Top of Records for this task

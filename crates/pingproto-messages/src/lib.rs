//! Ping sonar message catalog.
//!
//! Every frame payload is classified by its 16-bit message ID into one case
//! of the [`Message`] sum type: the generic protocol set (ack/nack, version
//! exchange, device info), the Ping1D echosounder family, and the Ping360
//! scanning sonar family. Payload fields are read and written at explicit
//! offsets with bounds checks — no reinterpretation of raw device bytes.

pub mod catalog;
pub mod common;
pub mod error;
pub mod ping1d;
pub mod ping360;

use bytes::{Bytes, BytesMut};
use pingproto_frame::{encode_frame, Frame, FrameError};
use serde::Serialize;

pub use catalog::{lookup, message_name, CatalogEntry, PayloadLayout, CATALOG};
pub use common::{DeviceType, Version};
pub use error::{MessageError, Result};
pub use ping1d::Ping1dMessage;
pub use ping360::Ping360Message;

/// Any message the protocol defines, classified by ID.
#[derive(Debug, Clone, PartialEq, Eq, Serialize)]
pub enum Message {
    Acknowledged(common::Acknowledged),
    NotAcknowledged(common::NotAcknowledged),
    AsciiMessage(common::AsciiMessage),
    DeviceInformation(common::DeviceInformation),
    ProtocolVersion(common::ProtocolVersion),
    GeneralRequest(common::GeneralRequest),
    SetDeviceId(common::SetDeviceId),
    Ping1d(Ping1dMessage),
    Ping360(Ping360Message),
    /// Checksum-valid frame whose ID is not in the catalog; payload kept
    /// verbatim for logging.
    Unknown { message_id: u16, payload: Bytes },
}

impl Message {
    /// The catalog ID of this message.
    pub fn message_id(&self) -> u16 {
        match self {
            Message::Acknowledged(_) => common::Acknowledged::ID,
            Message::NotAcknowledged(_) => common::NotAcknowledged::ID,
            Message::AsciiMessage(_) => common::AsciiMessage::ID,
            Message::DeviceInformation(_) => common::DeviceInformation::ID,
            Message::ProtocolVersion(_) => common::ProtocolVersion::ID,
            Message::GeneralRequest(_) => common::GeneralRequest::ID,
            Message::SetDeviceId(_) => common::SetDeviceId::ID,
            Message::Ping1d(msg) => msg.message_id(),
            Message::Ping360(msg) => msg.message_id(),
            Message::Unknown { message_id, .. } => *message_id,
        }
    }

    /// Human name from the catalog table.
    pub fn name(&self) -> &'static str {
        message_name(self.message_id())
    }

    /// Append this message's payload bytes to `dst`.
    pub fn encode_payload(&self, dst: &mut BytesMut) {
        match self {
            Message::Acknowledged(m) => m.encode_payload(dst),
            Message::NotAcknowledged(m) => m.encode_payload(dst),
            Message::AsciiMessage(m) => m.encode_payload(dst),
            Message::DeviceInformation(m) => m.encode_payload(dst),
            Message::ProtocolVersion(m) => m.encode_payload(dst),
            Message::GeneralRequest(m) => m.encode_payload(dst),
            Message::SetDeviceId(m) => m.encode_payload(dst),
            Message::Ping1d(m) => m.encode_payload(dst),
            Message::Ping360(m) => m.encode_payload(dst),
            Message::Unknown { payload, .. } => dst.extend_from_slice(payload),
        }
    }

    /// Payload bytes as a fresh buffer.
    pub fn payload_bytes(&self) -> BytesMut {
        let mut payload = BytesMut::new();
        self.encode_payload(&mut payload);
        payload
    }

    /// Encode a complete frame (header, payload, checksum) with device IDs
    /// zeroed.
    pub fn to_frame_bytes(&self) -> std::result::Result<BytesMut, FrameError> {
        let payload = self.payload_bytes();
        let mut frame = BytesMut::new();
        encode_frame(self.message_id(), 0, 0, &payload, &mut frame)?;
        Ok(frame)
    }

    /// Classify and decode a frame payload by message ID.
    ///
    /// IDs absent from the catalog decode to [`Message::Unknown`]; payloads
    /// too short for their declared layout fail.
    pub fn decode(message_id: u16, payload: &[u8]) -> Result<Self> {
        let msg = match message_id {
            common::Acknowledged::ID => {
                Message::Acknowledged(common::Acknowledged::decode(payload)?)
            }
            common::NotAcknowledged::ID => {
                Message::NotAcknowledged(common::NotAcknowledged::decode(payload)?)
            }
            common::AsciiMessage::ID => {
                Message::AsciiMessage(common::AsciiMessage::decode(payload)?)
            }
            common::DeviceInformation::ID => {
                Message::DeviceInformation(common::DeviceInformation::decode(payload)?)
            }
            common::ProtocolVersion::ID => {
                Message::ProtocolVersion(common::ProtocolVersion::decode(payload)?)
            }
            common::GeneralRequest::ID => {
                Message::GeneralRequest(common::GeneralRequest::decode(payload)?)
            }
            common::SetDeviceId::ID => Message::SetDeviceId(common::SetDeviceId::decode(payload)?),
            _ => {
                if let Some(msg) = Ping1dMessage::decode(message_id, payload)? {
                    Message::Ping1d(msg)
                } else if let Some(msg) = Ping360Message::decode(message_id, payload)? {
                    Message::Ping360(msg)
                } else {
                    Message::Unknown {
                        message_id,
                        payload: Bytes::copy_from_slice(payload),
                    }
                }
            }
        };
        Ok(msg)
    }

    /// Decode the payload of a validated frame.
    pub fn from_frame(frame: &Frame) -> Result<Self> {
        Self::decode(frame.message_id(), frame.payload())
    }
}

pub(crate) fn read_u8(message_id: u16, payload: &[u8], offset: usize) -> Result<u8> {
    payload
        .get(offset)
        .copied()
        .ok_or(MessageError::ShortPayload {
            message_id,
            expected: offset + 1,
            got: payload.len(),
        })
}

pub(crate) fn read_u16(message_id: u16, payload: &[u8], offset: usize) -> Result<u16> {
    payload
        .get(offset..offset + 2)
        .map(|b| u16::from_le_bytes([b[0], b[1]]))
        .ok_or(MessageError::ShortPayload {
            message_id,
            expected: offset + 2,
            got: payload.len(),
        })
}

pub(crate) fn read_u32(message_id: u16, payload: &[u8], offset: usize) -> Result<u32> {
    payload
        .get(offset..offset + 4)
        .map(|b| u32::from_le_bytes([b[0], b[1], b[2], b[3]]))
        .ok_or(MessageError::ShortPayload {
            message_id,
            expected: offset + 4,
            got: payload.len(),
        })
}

Bottom of Records for this task
Top of Records for this task

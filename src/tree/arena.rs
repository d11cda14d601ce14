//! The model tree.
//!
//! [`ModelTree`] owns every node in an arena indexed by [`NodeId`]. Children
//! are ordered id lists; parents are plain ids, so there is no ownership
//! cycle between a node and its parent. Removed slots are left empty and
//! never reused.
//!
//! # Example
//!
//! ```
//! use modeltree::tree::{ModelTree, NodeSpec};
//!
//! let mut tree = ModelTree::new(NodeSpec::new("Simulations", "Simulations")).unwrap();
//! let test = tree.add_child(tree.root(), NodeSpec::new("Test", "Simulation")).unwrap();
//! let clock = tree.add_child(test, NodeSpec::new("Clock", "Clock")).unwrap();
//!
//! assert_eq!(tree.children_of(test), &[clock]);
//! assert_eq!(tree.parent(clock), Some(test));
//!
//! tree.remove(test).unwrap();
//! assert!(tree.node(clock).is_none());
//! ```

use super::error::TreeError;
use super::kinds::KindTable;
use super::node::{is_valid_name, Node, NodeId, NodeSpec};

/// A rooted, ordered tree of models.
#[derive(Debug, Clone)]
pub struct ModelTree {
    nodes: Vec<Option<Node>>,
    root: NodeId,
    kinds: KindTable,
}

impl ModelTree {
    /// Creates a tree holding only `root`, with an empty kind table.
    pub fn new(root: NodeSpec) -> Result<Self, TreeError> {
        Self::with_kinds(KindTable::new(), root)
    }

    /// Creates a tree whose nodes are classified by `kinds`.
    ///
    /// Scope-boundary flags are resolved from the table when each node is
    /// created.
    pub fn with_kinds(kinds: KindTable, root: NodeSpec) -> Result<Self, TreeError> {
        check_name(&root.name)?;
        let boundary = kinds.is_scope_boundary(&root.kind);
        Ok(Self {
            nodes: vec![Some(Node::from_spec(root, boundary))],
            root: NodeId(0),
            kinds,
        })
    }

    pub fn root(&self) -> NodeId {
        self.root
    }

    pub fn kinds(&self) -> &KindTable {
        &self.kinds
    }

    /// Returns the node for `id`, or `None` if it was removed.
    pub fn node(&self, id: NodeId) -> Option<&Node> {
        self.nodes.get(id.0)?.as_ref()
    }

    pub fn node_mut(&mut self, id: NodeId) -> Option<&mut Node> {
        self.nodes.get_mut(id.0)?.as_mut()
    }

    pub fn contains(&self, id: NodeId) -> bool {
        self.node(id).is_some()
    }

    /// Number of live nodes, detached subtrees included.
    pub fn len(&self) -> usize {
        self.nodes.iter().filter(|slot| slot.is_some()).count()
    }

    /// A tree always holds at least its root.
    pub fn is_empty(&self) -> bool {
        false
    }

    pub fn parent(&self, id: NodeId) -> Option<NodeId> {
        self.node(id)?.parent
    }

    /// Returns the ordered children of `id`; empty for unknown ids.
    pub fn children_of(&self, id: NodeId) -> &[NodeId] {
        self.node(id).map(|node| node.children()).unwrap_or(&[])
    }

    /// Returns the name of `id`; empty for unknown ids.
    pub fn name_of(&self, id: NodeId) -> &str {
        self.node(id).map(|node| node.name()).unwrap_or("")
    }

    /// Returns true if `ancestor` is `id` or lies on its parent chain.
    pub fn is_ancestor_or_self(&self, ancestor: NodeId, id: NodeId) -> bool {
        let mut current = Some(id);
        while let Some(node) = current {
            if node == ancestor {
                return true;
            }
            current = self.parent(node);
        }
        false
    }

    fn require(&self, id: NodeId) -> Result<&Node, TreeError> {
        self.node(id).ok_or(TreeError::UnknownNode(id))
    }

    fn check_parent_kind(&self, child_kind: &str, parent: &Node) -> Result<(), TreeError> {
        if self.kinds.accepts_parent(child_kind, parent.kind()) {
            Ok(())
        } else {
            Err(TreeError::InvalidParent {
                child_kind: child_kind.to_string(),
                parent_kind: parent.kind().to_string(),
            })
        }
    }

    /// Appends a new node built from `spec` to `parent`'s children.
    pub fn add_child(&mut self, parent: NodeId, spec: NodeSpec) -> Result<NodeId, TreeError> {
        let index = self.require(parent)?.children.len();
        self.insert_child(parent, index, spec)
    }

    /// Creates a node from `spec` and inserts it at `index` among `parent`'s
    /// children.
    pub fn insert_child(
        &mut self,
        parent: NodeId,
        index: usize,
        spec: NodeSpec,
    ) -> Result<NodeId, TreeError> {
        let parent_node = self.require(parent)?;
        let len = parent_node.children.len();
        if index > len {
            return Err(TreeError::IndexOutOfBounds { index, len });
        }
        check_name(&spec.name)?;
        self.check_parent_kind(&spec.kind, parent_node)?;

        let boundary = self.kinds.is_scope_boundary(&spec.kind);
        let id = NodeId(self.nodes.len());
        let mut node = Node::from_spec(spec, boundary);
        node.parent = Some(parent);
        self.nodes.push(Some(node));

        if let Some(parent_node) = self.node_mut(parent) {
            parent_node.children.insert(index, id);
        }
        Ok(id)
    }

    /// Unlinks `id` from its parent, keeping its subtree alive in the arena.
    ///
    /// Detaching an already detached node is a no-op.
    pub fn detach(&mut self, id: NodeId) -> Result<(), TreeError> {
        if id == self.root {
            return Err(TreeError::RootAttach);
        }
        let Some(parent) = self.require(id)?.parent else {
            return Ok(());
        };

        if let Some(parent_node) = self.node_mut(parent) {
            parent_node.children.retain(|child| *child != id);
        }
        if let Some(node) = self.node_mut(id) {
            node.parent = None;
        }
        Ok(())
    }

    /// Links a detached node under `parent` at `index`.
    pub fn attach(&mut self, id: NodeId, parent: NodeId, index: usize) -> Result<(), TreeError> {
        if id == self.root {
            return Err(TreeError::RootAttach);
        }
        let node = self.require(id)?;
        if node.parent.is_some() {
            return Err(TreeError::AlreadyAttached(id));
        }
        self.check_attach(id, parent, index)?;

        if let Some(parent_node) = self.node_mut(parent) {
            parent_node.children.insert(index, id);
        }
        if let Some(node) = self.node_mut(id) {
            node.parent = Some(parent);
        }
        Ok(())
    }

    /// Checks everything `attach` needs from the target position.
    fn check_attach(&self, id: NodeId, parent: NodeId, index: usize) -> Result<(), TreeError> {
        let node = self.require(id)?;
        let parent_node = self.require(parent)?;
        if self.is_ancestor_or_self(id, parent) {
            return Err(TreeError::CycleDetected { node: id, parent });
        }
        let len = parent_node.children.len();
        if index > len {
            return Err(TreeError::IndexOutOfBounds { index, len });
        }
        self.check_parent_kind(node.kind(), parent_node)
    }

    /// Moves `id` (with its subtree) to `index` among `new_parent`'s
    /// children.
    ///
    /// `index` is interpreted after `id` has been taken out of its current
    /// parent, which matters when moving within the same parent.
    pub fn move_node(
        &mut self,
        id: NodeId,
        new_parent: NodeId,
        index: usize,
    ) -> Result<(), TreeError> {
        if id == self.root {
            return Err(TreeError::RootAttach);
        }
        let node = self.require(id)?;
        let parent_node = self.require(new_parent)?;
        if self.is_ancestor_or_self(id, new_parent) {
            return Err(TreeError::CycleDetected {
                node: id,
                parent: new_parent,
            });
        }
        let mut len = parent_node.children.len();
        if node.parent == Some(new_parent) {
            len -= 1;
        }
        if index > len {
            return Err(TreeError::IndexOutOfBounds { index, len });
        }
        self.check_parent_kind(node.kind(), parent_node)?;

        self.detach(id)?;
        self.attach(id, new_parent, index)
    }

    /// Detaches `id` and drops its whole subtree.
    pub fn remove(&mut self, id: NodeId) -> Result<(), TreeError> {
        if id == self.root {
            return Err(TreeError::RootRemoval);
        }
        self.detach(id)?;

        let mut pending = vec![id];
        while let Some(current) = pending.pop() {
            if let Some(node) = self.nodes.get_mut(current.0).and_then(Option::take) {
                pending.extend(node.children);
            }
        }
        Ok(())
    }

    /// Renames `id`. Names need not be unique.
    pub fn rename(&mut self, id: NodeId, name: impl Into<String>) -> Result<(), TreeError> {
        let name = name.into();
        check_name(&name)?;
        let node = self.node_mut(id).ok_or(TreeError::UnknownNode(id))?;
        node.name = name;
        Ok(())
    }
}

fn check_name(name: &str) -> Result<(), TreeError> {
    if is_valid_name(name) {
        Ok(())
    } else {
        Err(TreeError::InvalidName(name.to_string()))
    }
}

Bottom of Records for this task

(What the task requires):
Read through the entries and copy each line in which "catalog" appears.

(Solution to this problem):
//! Ping sonar message catalog.
pub mod catalog;
pub use catalog::{lookup, message_name, CatalogEntry, PayloadLayout, CATALOG};
    /// Checksum-valid frame whose ID is not in the catalog; payload kept
    /// The catalog ID of this message.
    /// Human name from the catalog table.
    /// IDs absent from the catalog decode to [`Message::Unknown`]; payloads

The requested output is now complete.